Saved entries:

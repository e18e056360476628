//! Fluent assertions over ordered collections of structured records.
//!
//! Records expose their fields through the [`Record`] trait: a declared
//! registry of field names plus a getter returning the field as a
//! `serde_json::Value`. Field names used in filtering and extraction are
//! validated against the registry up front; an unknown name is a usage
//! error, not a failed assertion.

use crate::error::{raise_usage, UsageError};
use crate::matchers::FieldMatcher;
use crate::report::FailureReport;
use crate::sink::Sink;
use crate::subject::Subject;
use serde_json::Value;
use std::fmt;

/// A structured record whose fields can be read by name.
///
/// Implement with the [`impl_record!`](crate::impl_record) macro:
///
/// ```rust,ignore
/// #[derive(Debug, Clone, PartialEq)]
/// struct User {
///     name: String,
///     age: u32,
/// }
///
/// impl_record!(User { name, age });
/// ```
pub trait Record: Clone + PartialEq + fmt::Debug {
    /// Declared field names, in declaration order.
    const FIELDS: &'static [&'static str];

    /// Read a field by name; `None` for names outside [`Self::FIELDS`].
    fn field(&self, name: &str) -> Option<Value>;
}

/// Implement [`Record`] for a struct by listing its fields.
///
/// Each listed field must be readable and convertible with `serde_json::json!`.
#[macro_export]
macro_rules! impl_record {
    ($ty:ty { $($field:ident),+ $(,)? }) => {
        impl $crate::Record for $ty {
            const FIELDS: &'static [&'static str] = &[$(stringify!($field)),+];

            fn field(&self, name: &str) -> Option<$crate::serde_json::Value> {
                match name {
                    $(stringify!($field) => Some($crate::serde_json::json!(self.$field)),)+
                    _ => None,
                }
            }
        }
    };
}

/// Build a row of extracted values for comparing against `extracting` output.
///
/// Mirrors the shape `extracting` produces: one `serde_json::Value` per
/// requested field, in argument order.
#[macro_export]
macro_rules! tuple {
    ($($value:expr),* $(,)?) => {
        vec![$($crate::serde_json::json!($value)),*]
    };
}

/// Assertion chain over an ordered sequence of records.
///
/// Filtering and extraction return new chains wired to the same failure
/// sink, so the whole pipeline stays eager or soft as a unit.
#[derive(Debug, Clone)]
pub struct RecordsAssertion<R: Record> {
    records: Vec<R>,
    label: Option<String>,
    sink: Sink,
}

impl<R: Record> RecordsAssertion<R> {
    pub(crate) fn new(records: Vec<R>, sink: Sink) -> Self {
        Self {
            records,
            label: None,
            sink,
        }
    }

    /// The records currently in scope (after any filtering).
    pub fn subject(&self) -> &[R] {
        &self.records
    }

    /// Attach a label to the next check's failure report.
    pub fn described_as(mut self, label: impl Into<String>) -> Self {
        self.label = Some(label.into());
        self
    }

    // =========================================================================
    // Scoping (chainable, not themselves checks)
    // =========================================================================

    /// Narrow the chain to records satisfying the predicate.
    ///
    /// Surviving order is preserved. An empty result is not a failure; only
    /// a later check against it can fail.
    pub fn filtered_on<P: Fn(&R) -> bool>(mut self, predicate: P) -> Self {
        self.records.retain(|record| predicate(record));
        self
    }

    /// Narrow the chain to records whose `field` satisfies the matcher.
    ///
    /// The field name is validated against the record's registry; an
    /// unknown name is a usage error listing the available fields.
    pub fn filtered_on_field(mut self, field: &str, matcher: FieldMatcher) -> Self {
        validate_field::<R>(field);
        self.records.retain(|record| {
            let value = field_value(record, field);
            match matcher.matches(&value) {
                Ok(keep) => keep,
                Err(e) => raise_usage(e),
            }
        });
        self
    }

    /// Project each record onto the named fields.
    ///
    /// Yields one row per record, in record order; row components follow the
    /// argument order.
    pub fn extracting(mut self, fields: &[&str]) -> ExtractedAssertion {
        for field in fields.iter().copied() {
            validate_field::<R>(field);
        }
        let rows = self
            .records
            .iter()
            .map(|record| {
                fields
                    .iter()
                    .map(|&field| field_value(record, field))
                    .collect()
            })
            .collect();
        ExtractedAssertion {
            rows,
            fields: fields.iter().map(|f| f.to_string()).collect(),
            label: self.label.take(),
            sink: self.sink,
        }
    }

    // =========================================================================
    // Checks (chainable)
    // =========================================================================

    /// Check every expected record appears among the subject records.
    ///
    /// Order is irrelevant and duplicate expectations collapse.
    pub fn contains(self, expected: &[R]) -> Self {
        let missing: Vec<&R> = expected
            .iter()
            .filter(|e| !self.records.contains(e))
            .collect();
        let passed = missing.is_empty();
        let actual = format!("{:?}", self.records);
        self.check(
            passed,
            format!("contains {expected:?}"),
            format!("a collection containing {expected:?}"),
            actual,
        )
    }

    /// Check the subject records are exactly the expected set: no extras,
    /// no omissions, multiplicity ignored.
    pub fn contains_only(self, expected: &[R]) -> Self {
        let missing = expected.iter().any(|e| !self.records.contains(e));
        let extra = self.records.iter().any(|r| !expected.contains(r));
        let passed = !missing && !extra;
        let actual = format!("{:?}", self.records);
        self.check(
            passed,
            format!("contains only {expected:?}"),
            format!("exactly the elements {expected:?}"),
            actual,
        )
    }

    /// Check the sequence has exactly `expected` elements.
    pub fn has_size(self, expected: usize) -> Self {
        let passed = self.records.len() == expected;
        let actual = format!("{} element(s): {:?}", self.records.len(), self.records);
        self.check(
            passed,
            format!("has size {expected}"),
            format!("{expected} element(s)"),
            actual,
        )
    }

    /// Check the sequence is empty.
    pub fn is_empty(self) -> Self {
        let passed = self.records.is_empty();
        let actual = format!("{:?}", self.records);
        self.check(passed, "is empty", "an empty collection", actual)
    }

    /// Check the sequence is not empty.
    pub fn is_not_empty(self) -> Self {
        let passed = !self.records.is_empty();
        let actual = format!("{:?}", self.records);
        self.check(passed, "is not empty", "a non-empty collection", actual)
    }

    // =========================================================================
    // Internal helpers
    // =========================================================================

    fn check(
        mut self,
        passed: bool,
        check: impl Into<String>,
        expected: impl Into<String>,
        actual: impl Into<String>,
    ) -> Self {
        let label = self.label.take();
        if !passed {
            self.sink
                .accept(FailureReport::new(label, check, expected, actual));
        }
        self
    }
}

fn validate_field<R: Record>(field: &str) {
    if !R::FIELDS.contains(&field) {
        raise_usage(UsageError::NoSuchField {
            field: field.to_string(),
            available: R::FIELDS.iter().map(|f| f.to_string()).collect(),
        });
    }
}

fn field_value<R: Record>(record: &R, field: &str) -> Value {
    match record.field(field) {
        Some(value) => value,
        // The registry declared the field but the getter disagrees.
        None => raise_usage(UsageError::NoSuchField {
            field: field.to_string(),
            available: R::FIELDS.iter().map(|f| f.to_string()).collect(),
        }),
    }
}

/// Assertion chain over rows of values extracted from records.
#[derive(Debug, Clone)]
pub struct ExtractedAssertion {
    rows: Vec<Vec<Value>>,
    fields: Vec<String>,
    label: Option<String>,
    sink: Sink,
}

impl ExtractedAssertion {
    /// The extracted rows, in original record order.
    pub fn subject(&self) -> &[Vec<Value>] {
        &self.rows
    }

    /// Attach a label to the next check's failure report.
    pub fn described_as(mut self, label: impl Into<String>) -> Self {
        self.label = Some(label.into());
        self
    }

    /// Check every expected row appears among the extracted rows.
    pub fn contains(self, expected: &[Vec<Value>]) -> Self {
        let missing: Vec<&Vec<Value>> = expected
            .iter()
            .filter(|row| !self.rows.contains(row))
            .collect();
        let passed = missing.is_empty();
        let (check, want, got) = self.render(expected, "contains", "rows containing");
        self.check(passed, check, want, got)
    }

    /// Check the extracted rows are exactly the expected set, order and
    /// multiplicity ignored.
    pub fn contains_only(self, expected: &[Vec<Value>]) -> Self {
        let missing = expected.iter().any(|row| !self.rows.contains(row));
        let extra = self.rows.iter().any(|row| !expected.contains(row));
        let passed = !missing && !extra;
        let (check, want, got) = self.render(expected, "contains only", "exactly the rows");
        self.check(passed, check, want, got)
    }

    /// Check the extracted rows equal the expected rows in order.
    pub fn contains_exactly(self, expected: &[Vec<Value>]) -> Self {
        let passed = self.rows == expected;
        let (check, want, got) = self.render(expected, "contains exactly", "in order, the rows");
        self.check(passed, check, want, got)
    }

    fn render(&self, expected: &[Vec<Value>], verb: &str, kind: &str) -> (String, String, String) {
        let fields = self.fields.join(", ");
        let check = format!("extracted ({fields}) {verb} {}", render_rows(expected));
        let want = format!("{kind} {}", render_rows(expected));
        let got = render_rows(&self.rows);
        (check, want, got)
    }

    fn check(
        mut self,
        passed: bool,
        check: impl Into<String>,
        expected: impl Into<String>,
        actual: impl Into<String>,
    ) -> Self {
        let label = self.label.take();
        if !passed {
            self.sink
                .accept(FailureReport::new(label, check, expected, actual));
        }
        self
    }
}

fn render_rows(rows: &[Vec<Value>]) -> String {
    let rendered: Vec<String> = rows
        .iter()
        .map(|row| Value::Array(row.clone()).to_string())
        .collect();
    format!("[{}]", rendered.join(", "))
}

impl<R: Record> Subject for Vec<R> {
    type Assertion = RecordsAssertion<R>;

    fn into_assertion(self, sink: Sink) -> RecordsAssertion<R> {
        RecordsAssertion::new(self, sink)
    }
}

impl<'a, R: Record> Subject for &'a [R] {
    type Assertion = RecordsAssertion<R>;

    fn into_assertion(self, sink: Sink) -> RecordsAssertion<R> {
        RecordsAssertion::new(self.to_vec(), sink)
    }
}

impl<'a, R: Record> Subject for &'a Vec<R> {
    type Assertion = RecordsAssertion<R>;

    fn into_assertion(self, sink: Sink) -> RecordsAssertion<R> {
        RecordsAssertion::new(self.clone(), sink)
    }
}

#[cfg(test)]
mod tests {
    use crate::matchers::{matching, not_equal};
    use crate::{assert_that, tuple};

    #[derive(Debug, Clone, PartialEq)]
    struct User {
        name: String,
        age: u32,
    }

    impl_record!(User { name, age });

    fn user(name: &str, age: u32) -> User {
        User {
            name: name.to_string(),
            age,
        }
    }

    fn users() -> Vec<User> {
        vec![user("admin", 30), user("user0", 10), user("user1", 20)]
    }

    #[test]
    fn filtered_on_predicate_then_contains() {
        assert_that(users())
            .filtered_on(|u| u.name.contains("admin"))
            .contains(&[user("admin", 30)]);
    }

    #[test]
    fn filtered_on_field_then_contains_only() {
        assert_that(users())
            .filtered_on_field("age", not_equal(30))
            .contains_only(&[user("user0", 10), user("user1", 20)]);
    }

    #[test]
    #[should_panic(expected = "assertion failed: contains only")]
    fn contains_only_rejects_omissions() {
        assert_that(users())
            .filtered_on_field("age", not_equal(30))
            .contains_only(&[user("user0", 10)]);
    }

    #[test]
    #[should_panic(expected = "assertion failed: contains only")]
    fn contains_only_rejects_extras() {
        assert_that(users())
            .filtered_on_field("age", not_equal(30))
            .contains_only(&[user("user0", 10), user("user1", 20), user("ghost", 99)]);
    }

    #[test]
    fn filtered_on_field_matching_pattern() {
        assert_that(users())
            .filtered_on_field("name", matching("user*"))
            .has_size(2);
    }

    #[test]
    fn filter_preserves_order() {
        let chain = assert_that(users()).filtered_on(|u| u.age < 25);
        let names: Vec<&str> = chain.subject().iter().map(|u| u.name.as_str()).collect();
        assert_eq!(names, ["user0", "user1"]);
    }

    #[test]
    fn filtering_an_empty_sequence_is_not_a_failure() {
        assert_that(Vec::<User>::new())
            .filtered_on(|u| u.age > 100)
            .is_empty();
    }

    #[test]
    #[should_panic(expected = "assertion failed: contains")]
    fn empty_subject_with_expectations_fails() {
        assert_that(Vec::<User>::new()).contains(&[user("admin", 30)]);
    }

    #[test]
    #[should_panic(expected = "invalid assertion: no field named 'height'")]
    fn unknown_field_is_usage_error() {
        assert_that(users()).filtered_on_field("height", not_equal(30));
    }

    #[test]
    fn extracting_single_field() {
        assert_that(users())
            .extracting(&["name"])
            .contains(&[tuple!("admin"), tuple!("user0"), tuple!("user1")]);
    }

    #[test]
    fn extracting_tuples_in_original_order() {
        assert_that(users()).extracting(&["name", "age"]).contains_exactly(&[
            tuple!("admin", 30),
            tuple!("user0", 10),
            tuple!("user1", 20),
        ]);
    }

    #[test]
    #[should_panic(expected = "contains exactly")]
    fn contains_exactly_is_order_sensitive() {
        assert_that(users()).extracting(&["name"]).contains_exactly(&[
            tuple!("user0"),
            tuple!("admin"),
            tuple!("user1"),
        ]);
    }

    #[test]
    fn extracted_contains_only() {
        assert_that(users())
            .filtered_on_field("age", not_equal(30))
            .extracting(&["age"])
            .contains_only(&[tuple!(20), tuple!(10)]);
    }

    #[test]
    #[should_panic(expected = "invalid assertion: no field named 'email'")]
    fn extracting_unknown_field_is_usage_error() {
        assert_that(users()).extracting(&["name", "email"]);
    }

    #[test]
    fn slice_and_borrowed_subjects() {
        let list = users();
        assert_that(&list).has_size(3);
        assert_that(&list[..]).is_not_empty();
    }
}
* * *
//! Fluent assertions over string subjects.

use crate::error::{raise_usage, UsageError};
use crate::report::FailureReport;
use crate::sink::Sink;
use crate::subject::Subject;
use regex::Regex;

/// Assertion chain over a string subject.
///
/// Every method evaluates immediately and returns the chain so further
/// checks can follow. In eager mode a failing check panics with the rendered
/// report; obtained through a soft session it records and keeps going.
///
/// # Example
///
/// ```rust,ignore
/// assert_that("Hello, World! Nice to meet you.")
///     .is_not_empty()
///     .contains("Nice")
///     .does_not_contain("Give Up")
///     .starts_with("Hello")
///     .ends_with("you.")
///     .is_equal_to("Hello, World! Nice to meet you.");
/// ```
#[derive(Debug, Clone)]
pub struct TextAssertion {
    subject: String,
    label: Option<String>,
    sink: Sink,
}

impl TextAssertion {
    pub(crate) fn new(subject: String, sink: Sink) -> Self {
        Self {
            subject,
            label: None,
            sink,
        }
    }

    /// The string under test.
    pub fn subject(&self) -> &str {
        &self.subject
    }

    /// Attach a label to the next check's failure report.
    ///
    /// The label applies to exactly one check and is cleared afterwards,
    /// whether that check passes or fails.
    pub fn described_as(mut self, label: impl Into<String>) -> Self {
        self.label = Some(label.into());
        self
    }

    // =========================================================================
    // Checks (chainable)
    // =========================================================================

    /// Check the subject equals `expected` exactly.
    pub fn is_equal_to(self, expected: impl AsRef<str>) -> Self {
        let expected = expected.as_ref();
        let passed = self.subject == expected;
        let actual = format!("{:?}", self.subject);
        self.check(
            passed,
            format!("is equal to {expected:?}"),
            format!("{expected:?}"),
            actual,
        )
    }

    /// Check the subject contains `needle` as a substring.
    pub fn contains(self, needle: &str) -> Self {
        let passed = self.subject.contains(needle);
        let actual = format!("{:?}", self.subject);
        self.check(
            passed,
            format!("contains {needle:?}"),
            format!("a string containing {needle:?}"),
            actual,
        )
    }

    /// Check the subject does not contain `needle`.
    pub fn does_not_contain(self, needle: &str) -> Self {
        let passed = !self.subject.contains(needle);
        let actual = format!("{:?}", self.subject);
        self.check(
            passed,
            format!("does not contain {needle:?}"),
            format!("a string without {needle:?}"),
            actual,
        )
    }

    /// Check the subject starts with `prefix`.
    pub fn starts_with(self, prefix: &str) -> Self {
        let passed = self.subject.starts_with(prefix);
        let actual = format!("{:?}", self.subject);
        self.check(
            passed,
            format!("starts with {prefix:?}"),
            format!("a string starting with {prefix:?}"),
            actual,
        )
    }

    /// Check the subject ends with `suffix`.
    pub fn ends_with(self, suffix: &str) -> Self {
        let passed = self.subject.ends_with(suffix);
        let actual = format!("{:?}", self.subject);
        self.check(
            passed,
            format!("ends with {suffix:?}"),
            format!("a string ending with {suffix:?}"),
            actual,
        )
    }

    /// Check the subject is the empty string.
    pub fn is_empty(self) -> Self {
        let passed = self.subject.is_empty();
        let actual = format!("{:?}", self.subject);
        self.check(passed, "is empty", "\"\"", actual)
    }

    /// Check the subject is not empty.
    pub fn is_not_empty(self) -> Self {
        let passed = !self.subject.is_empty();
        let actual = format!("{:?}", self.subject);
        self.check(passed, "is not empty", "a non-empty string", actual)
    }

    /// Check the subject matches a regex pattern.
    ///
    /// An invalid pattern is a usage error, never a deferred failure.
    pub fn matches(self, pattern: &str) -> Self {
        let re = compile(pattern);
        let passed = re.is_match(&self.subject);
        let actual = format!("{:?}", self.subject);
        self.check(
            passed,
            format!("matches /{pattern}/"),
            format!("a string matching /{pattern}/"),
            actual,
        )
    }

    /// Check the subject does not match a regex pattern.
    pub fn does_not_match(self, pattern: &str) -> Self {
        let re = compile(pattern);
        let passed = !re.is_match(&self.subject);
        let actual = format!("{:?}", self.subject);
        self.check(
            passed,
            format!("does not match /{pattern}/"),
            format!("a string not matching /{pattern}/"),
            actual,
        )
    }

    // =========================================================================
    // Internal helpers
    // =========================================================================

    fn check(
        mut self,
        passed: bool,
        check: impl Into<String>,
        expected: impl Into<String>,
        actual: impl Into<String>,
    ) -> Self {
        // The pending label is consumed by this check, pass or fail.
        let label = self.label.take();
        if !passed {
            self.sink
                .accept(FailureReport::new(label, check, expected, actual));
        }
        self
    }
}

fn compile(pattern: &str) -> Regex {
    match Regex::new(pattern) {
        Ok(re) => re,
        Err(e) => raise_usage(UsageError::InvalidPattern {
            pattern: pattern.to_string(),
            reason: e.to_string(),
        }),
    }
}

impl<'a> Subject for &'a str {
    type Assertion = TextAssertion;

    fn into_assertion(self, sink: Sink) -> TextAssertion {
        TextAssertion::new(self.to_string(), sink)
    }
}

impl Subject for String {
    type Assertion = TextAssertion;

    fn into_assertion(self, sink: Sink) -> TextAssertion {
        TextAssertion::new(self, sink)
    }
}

Problem statement |
Look above for the line containing "repository e18e056360476628". Output from there through the line containing "($($value:expr),* $(,)?) =>", exactly and inclusively.

Reply |
repository e18e056360476628
//! Fluent assertions over ordered collections of structured records.
//!
//! Records expose their fields through the [`Record`] trait: a declared
//! registry of field names plus a getter returning the field as a
//! `serde_json::Value`. Field names used in filtering and extraction are
//! validated against the registry up front; an unknown name is a usage
//! error, not a failed assertion.

use crate::error::{raise_usage, UsageError};
use crate::matchers::FieldMatcher;
use crate::report::FailureReport;
use crate::sink::Sink;
use crate::subject::Subject;
use serde_json::Value;
use std::fmt;

/// A structured record whose fields can be read by name.
///
/// Implement with the [`impl_record!`](crate::impl_record) macro:
///
/// ```rust,ignore
/// #[derive(Debug, Clone, PartialEq)]
/// struct User {
///     name: String,
///     age: u32,
/// }
///
/// impl_record!(User { name, age });
/// ```
pub trait Record: Clone + PartialEq + fmt::Debug {
    /// Declared field names, in declaration order.
    const FIELDS: &'static [&'static str];

    /// Read a field by name; `None` for names outside [`Self::FIELDS`].
    fn field(&self, name: &str) -> Option<Value>;
}

/// Implement [`Record`] for a struct by listing its fields.
///
/// Each listed field must be readable and convertible with `serde_json::json!`.
#[macro_export]
macro_rules! impl_record {
    ($ty:ty { $($field:ident),+ $(,)? }) => {
        impl $crate::Record for $ty {
            const FIELDS: &'static [&'static str] = &[$(stringify!($field)),+];

            fn field(&self, name: &str) -> Option<$crate::serde_json::Value> {
                match name {
                    $(stringify!($field) => Some($crate::serde_json::json!(self.$field)),)+
                    _ => None,
                }
            }
        }
    };
}

/// Build a row of extracted values for comparing against `extracting` output.
///
/// Mirrors the shape `extracting` produces: one `serde_json::Value` per
/// requested field, in argument order.
#[macro_export]
macro_rules! tuple {
    ($($value:expr),* $(,)?) => {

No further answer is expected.